Fannie Mae asked the U.S. government for an additional $8.4 billion in aid after posting an $11.5 billion net loss for the first quarter, the latest sign that the bailout of the mortgage investor and its main rival, Freddie Mac, is likely to be the most expensive legacy of the U.S. housing-market bust.
Fannie's losses reflected continuing weakness in the housing market and would have been worse without accounting changes that reduced its deficit. The quarterly loss was an improvement from the $23.5 billion loss for the year-ago quarter and marked the 11th consecutive quarterly loss for the Washington-based firm.
The company has now racked up losses of nearly $145 billion, or nearly double its profits for the previous 35 years. While many of the nation's biggest banks have repaid their government loans and some are back to racking up big profits, Fannie and Freddie are still suffering from the housing-market crisis.
In recent weeks, the Treasury pointed out how private-sector banks, insurers and even auto makers have repaid loans under the Troubled Asset Relief Program. But red ink continues to gush from Fannie and Freddie because of their huge exposure to home loans.
"Everyone's trying to sweep it under the rug, but there's a very large embedded loss that hasn't been fully realized yet," says Kenneth Rosen, chairman of the Fisher Center for Real Estate and Urban Economics at the University of California, Berkeley. "Someone's going to have to write a check, and it's very large."

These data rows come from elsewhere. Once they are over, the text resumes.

//! cast-obs: the control-plane client for the production system.
//!
//! Manages a small set of named OBS connections.  Each connection is an
//! independent tokio task owning one WebSocket, its own reconnect timer with
//! capped exponential backoff, and a strictly ordered command queue, so one
//! broken connection can never stall another.
//!
//! Two wire protocol versions are supported concurrently across different
//! connections:
//!
//! - **v4** (obs-websocket 4.x, default port 4444): `request-type` /
//!   `message-id` JSON framing, `GetAuthRequired`/`Authenticate` handshake.
//! - **v5** (obs-websocket 5.x, default port 4455): op-coded envelopes,
//!   `Hello`/`Identify`/`Identified` handshake.
//!
//! Both versions share the same SHA-256/base64 auth token computation (see
//! [`auth`]).  The per-version logic lives behind the [`protocol::ProtocolCodec`]
//! trait, selected at connection-establishment time.

pub mod auth;
pub mod backoff;
pub mod client;
pub mod connection;
pub mod protocol;
pub mod state_machine;

pub use client::{ObsClient, ObsConnectionConfig, ObsStatusSnapshot};
pub use connection::ConnectionError;
pub use protocol::{ObsRequest, ProtocolVersion, ResponsePayload};
pub use state_machine::ConnectionStatus;
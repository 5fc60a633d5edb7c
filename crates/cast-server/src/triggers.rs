//! Event-to-action trigger table with TOML persistence.
//!
//! Rules map a decoded event kind to a production action and are unique per
//! `(scope, event kind)`, where a scope names a tournament day, mat, or any
//! other editing context.  Edits happen in memory through [`TriggerTable::upsert`]
//! and reach disk only on an explicit [`TriggerTable::save`], which writes
//! atomically (temp file + rename) so a crash mid-save can never leave a
//! half-written store behind.
//!
//! A failed save keeps the in-memory rows AND the dirty flag, so no user
//! edit is silently lost.

use std::collections::{BTreeMap, HashSet};
use std::path::{Path, PathBuf};

use cast_core::EventKind;
use serde::{Deserialize, Serialize};
use thiserror::Error;
use tracing::{debug, info};

/// Error type for trigger persistence.
#[derive(Debug, Error)]
pub enum PersistenceError {
    #[error("I/O error accessing trigger store at {path}: {source}")]
    Io {
        path: PathBuf,
        #[source]
        source: std::io::Error,
    },

    #[error("failed to parse trigger store: {0}")]
    Parse(#[from] toml::de::Error),

    #[error("failed to serialize trigger store: {0}")]
    Serialize(#[from] toml::ser::Error),
}

/// Which production action(s) a rule fires.
#[derive(Debug, Clone, Copy, PartialEq, Eq, Default, Serialize, Deserialize)]
#[serde(rename_all = "lowercase")]
pub enum TriggerType {
    #[default]
    Scene,
    Overlay,
    Both,
}

/// One configured mapping from an event kind to production actions.
#[derive(Debug, Clone, PartialEq, Serialize, Deserialize)]
pub struct TriggerRule {
    pub kind: EventKind,
    #[serde(default)]
    pub trigger_type: TriggerType,
    #[serde(default, skip_serializing_if = "Option::is_none")]
    pub scene: Option<String>,
    #[serde(default, skip_serializing_if = "Option::is_none")]
    pub overlay_template: Option<String>,
    #[serde(default = "default_enabled")]
    pub enabled: bool,
    #[serde(default)]
    pub priority: i32,
}

fn default_enabled() -> bool {
    true
}

/// Field-wise partial update; absent fields keep the current value.
#[derive(Debug, Clone, Default)]
pub struct TriggerPatch {
    pub trigger_type: Option<TriggerType>,
    pub scene: Option<String>,
    pub overlay_template: Option<String>,
    pub enabled: Option<bool>,
    pub priority: Option<i32>,
}

/// On-disk shape: one rule list per scope.
///
/// `BTreeMap` keeps the file deterministic so diffs of the store stay
/// readable.
#[derive(Debug, Default, Serialize, Deserialize)]
struct TriggerStore {
    #[serde(default)]
    scopes: BTreeMap<String, Vec<TriggerRule>>,
}

/// In-memory trigger table bound to one store file.
#[derive(Debug)]
pub struct TriggerTable {
    path: PathBuf,
    store: TriggerStore,
    dirty: HashSet<String>,
}

impl TriggerTable {
    /// Opens the table, reading existing rows from `path` if present.
    pub fn open(path: &Path) -> Result<Self, PersistenceError> {
        let store = match std::fs::read_to_string(path) {
            Ok(content) => toml::from_str(&content)?,
            Err(e) if e.kind() == std::io::ErrorKind::NotFound => TriggerStore::default(),
            Err(e) => {
                return Err(PersistenceError::Io {
                    path: path.to_path_buf(),
                    source: e,
                })
            }
        };
        Ok(Self {
            path: path.to_path_buf(),
            store,
            dirty: HashSet::new(),
        })
    }

    /// All rows for a scope, as stored (no enabled/priority filtering).
    pub fn load(&self, scope: &str) -> Vec<TriggerRule> {
        self.store.scopes.get(scope).cloned().unwrap_or_default()
    }

    /// Enabled rules for `(scope, kind)`, highest priority first.
    ///
    /// Scoped uniqueness normally yields at most one rule, but the ordering
    /// is defined regardless.
    pub fn rules_for(&self, scope: &str, kind: EventKind) -> Vec<TriggerRule> {
        let mut rules: Vec<TriggerRule> = self
            .store
            .scopes
            .get(scope)
            .map(|rows| {
                rows.iter()
                    .filter(|r| r.kind == kind && r.enabled)
                    .cloned()
                    .collect()
            })
            .unwrap_or_default();
        rules.sort_by(|a, b| b.priority.cmp(&a.priority));
        rules
    }

    /// Merges `patch` into the row for `(scope, kind)`, creating the row with
    /// defaults (`scene` type, enabled, priority 0) when absent.  Marks the
    /// scope dirty.  Applying the same patch twice yields the same row.
    pub fn upsert(&mut self, scope: &str, kind: EventKind, patch: TriggerPatch) {
        let rows = self.store.scopes.entry(scope.to_string()).or_default();
        let idx = match rows.iter().position(|r| r.kind == kind) {
            Some(i) => i,
            None => {
                rows.push(TriggerRule {
                    kind,
                    trigger_type: TriggerType::default(),
                    scene: None,
                    overlay_template: None,
                    enabled: true,
                    priority: 0,
                });
                rows.len() - 1
            }
        };
        let row = &mut rows[idx];

        if let Some(trigger_type) = patch.trigger_type {
            row.trigger_type = trigger_type;
        }
        if let Some(scene) = patch.scene {
            row.scene = Some(scene);
        }
        if let Some(overlay_template) = patch.overlay_template {
            row.overlay_template = Some(overlay_template);
        }
        if let Some(enabled) = patch.enabled {
            row.enabled = enabled;
        }
        if let Some(priority) = patch.priority {
            row.priority = priority;
        }

        self.dirty.insert(scope.to_string());
        debug!(scope, kind = %kind, "trigger rule upserted");
    }

    /// Whether `scope` has unsaved edits.
    pub fn is_dirty(&self, scope: &str) -> bool {
        self.dirty.contains(scope)
    }

    /// Whether any scope has unsaved edits.
    pub fn has_unsaved_edits(&self) -> bool {
        !self.dirty.is_empty()
    }

    /// Persists the store atomically and clears the scope's dirty flag.
    ///
    /// A clean scope is a no-op.  On failure the rows and dirty flag are
    /// left untouched.
    pub fn save(&mut self, scope: &str) -> Result<(), PersistenceError> {
        if !self.dirty.contains(scope) {
            return Ok(());
        }
        self.write_store()?;
        self.dirty.remove(scope);
        info!(scope, path = %self.path.display(), "trigger rules saved");
        Ok(())
    }

    /// Persists every dirty scope (shutdown flush).
    pub fn save_all(&mut self) -> Result<(), PersistenceError> {
        if self.dirty.is_empty() {
            return Ok(());
        }
        self.write_store()?;
        self.dirty.clear();
        info!(path = %self.path.display(), "trigger rules flushed");
        Ok(())
    }

    /// Writes the whole store to a temp file and renames it into place.
    /// Rename on the same filesystem is atomic, so readers see either the
    /// old complete file or the new complete file.
    fn write_store(&self) -> Result<(), PersistenceError> {
        let content = toml::to_string_pretty(&self.store)?;

        if let Some(dir) = self.path.parent() {
            if !dir.as_os_str().is_empty() {
                std::fs::create_dir_all(dir).map_err(|source| PersistenceError::Io {
                    path: dir.to_path_buf(),
                    source,
                })?;
            }
        }

        let tmp = self.path.with_extension("toml.tmp");
        std::fs::write(&tmp, content).map_err(|source| PersistenceError::Io {
            path: tmp.clone(),
            source,
        })?;
        std::fs::rename(&tmp, &self.path).map_err(|source| PersistenceError::Io {
            path: self.path.clone(),
            source,
        })
    }
}

// ── Tests ─────────────────────────────────────────────────────────────────────
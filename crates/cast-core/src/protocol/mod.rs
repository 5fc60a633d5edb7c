//! PSS wire protocol: event model and frame decoder.

pub mod events;
pub mod frame;

pub use events::{Athlete, DecodedEvent, EventKind};
pub use frame::{decode_frame, DecodeError};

The government's tab for Fannie will climb to $84 billion, while Freddie's stands at $61 billion. The government took control of both companies in 2008 through a legal process known as conservatorship as rising losses threatened to wipe out their thin capital reserves.
Fannie's losses have surpassed Freddie's because its $3 trillion book of loan guarantees is nearly one-third larger than Freddie's. Delinquencies are higher at Fannie because the firm more aggressively dialed up its appetite for riskier loans at the peak of the housing boom.
Despite their losses, the firms are helping to stabilize the housing market. Fannie, Freddie and the Federal Housing Administration provided guarantees or insurance for 96.5% of the home mortgages that originated in the first quarter, according to Inside Mortgage Finance, a trade publication. The companies also play a central role in the Obama administration's loan-modification effort designed to avert foreclosures.
Losses at Fannie and Freddie continue to grow because the firms must set aside more capital to cover anticipated losses as mortgage delinquencies rise. The Treasury kicks in more capital every quarter if revenues can't meet those financial needs. Unlike many financial companies, the firms are exposed to a single asset class, holding nearly $5.5 trillion in mortgages and loan guarantees.
Fannie's capital hole would have risen by $3.3 billion without new accounting rules that took effect Jan. 1. The firm's losses were driven by deterioration in its $3 trillion book of loan guarantees, which accounted for a $12.5 billion loss.
One possible signal that losses will slow in the coming months: Fannie said 5.47% of its loans were 90 days or more past due at the end of March, down from 5.59% in February and the first monthly decline in nearly three years. That has stemmed in part from efforts to modify loans and from an uptick in liquidating delinquent loans through foreclosure. The company said Monday that credit losses could decline this year from record highs last year as delinquencies begin to level out.
The company's loan-loss reserves fell to $61 billion from $64 billion three months ago, even as its pool of nonperforming loans grew to $224 billion from $217 billion. "If I was the government, I would plead with Fannie or Freddie to reserve far more than they are right now," given the prospect of future home-price declines, said Anthony Sanders, a real-estate finance professor at George Mason University in Fairfax, Va.
But the terms of the government conservatorship, which require Fannie and Freddie to pay an annual 10% dividend on their Treasury draw, could create an incentive to reserve more conservatively. Fannie had to pay the government $1.5 billion in dividends last quarter. "They don't want to raise the reserve levels because in a sense it doesn't matter and it could be perversely damaging to them," says Mr. Sanders.
In its filings Monday, in the coming months Fannie said it wasn't likely to repay that its debt to the Treasury for the "indefinite future."